use chrono::{DateTime, FixedOffset, Utc};

use crate::impls::NonGenericTypeInfoCell;
use crate::info::{ScalarInfo, ScalarKind, TypeInfo, TypePath, Typed};
use crate::ops::{FromScalar, ReflectRef, Scalar, ScalarError, ScalarRef, ScalarValue};
use crate::{FromReflect, Reflect};

/// A function use for implementing [`FromReflect`] for scalar types.
///
/// Accepts the exact type, or any scalar that converts through [`FromScalar`].
#[inline(never)]
pub(crate) fn scalar_from_reflect<T: FromScalar + Clone + 'static>(reflect: &dyn Reflect) -> Option<T> {
    if let Some(value) = reflect.downcast_ref::<T>() {
        return Some(value.clone());
    }
    match reflect.reflect_ref() {
        ReflectRef::Scalar(scalar) => T::from_scalar(scalar.as_scalar().to_value()).ok(),
        _ => None,
    }
}

macro_rules! impl_scalar_common {
    ($ty:ty, $path:expr, $name:expr, $kind:ident) => {
        impl TypePath for $ty {
            #[inline]
            fn type_path() -> &'static str {
                $path
            }

            #[inline]
            fn type_name() -> &'static str {
                $name
            }
        }

        impl Typed for $ty {
            fn type_info() -> &'static TypeInfo {
                static CELL: NonGenericTypeInfoCell = NonGenericTypeInfoCell::new();
                CELL.get_or_init(|| TypeInfo::Scalar(ScalarInfo::new::<Self>(ScalarKind::$kind)))
            }
        }

        impl Reflect for $ty {
            crate::reflection::impl_reflect_cast_fn!(Scalar);

            #[inline]
            fn reflect_clone(&self) -> Box<dyn Reflect> {
                Box::new(self.clone())
            }
        }

        impl FromReflect for $ty {
            #[inline]
            fn from_reflect(reflect: &dyn Reflect) -> Option<Self> {
                scalar_from_reflect(reflect)
            }
        }

        crate::registry::impl_get_type_meta!($ty => TypeTraitFromReflect, TypeTraitDefault);
    };
}

// -----------------------------------------------------------------------------
// Numbers

macro_rules! impl_integer {
    ($($ty:ident => $kind:ident, $variant:ident, $wide:ty;)*) => {$(
        impl_scalar_common!($ty, stringify!($ty), stringify!($ty), $kind);

        impl Scalar for $ty {
            #[inline]
            fn as_scalar(&self) -> ScalarRef<'_> {
                ScalarRef::$variant(*self as $wide)
            }
        }

        impl FromScalar for $ty {
            fn from_scalar(value: ScalarValue) -> Result<Self, ScalarError> {
                value
                    .to_integer()
                    .and_then(|v| <$ty>::try_from(v).ok())
                    .ok_or_else(|| value.error(stringify!($ty)))
            }
        }
    )*};
}

impl_integer! {
    i8 => I8, Int, i64;
    i16 => I16, Int, i64;
    i32 => I32, Int, i64;
    i64 => I64, Int, i64;
    isize => Isize, Int, i64;
    u8 => U8, UInt, u64;
    u16 => U16, UInt, u64;
    u32 => U32, UInt, u64;
    u64 => U64, UInt, u64;
    usize => Usize, UInt, u64;
}

macro_rules! impl_float {
    ($($ty:ident => $kind:ident;)*) => {$(
        impl_scalar_common!($ty, stringify!($ty), stringify!($ty), $kind);

        impl Scalar for $ty {
            #[inline]
            fn as_scalar(&self) -> ScalarRef<'_> {
                ScalarRef::$kind(*self)
            }
        }

        impl FromScalar for $ty {
            fn from_scalar(value: ScalarValue) -> Result<Self, ScalarError> {
                match value.to_float() {
                    Some(v) => Ok(v as $ty),
                    None => Err(value.error(stringify!($ty))),
                }
            }
        }
    )*};
}

impl_float! {
    f32 => F32;
    f64 => F64;
}

// -----------------------------------------------------------------------------
// bool & char

impl_scalar_common!(bool, "bool", "bool", Bool);

impl Scalar for bool {
    #[inline]
    fn as_scalar(&self) -> ScalarRef<'_> {
        ScalarRef::Bool(*self)
    }
}

impl FromScalar for bool {
    fn from_scalar(value: ScalarValue) -> Result<Self, ScalarError> {
        match &value {
            ScalarValue::Bool(v) => Ok(*v),
            ScalarValue::Str(s) if s.eq_ignore_ascii_case("true") => Ok(true),
            ScalarValue::Str(s) if s.eq_ignore_ascii_case("false") => Ok(false),
            _ => Err(value.error("bool")),
        }
    }
}

impl_scalar_common!(char, "char", "char", Char);

impl Scalar for char {
    #[inline]
    fn as_scalar(&self) -> ScalarRef<'_> {
        ScalarRef::Char(*self)
    }
}

impl FromScalar for char {
    fn from_scalar(value: ScalarValue) -> Result<Self, ScalarError> {
        match &value {
            ScalarValue::Char(c) => Ok(*c),
            ScalarValue::Str(s) => {
                let mut chars = s.chars();
                match (chars.next(), chars.next()) {
                    (Some(c), None) => Ok(c),
                    _ => Err(value.error("char")),
                }
            }
            _ => Err(value.error("char")),
        }
    }
}

// -----------------------------------------------------------------------------
// String

impl_scalar_common!(String, "std::string::String", "String", String);

impl Scalar for String {
    #[inline]
    fn as_scalar(&self) -> ScalarRef<'_> {
        ScalarRef::Str(self.as_str())
    }
}

impl FromScalar for String {
    fn from_scalar(value: ScalarValue) -> Result<Self, ScalarError> {
        match value {
            ScalarValue::Str(s) => Ok(s),
            ScalarValue::Type(_) => Err(value.error("std::string::String")),
            other => Ok(other.as_ref().to_string()),
        }
    }
}

// -----------------------------------------------------------------------------
// chrono

impl_scalar_common!(
    DateTime<FixedOffset>,
    "chrono::DateTime<chrono::FixedOffset>",
    "DateTime<FixedOffset>",
    DateTime
);

impl Scalar for DateTime<FixedOffset> {
    #[inline]
    fn as_scalar(&self) -> ScalarRef<'_> {
        ScalarRef::DateTime(*self)
    }
}

impl FromScalar for DateTime<FixedOffset> {
    fn from_scalar(value: ScalarValue) -> Result<Self, ScalarError> {
        match &value {
            ScalarValue::DateTime(v) => Ok(*v),
            ScalarValue::Str(s) => DateTime::parse_from_rfc3339(s.trim())
                .map_err(|_| value.error("chrono::DateTime<chrono::FixedOffset>")),
            _ => Err(value.error("chrono::DateTime<chrono::FixedOffset>")),
        }
    }
}

impl_scalar_common!(
    DateTime<Utc>,
    "chrono::DateTime<chrono::Utc>",
    "DateTime<Utc>",
    DateTime
);

impl Scalar for DateTime<Utc> {
    #[inline]
    fn as_scalar(&self) -> ScalarRef<'_> {
        ScalarRef::DateTime(self.fixed_offset())
    }
}

impl FromScalar for DateTime<Utc> {
    fn from_scalar(value: ScalarValue) -> Result<Self, ScalarError> {
        DateTime::<FixedOffset>::from_scalar(value)
            .map(|v| v.with_timezone(&Utc))
            .map_err(|err| ScalarError {
                target: "chrono::DateTime<chrono::Utc>",
                ..err
            })
    }
}

// -----------------------------------------------------------------------------
// Tests

#[cfg(test)]
mod tests {
    use chrono::{DateTime, FixedOffset, Utc};

    use crate::FromReflect;
    use crate::ops::{FromScalar, ScalarValue};

    #[test]
    fn integers_are_range_checked() {
        assert_eq!(u8::from_scalar(ScalarValue::Int(255)), Ok(255));
        let err = u8::from_scalar(ScalarValue::Int(256)).unwrap_err();
        assert_eq!(err.value, "256");
        assert_eq!(err.target, "u8");
        assert!(u32::from_scalar(ScalarValue::Int(-1)).is_err());
        assert_eq!(i16::from_scalar(ScalarValue::F64(-7.0)), Ok(-7));
    }

    #[test]
    fn scalars_convert_through_reflection() {
        assert_eq!(u16::from_reflect(&42_i64), Some(42));
        assert_eq!(f32::from_reflect(&3_u8), Some(3.0));
        assert_eq!(String::from_reflect(&7_i32).as_deref(), Some("7"));
        assert_eq!(char::from_reflect(&String::from("x")), Some('x'));
        assert_eq!(bool::from_reflect(&String::from("TRUE")), Some(true));
        assert_eq!(u8::from_reflect(&String::from("many")), None);
    }

    #[test]
    fn dates_convert_between_offsets() {
        let text = String::from("2024-02-29T12:30:00+02:00");
        let fixed = DateTime::<FixedOffset>::from_reflect(&text).unwrap();
        let utc = DateTime::<Utc>::from_reflect(&fixed).unwrap();
        assert_eq!(utc.to_rfc3339(), "2024-02-29T10:30:00+00:00");
    }
}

§

◆ TASK REQUIREMENTS: The required output is a copy of each line in the records where the string "NonGenericTypeInfoCell" occurs.

◆ RESPONSE TO THE EXERCISE:
use crate::impls::NonGenericTypeInfoCell;
                static CELL: NonGenericTypeInfoCell = NonGenericTypeInfoCell::new();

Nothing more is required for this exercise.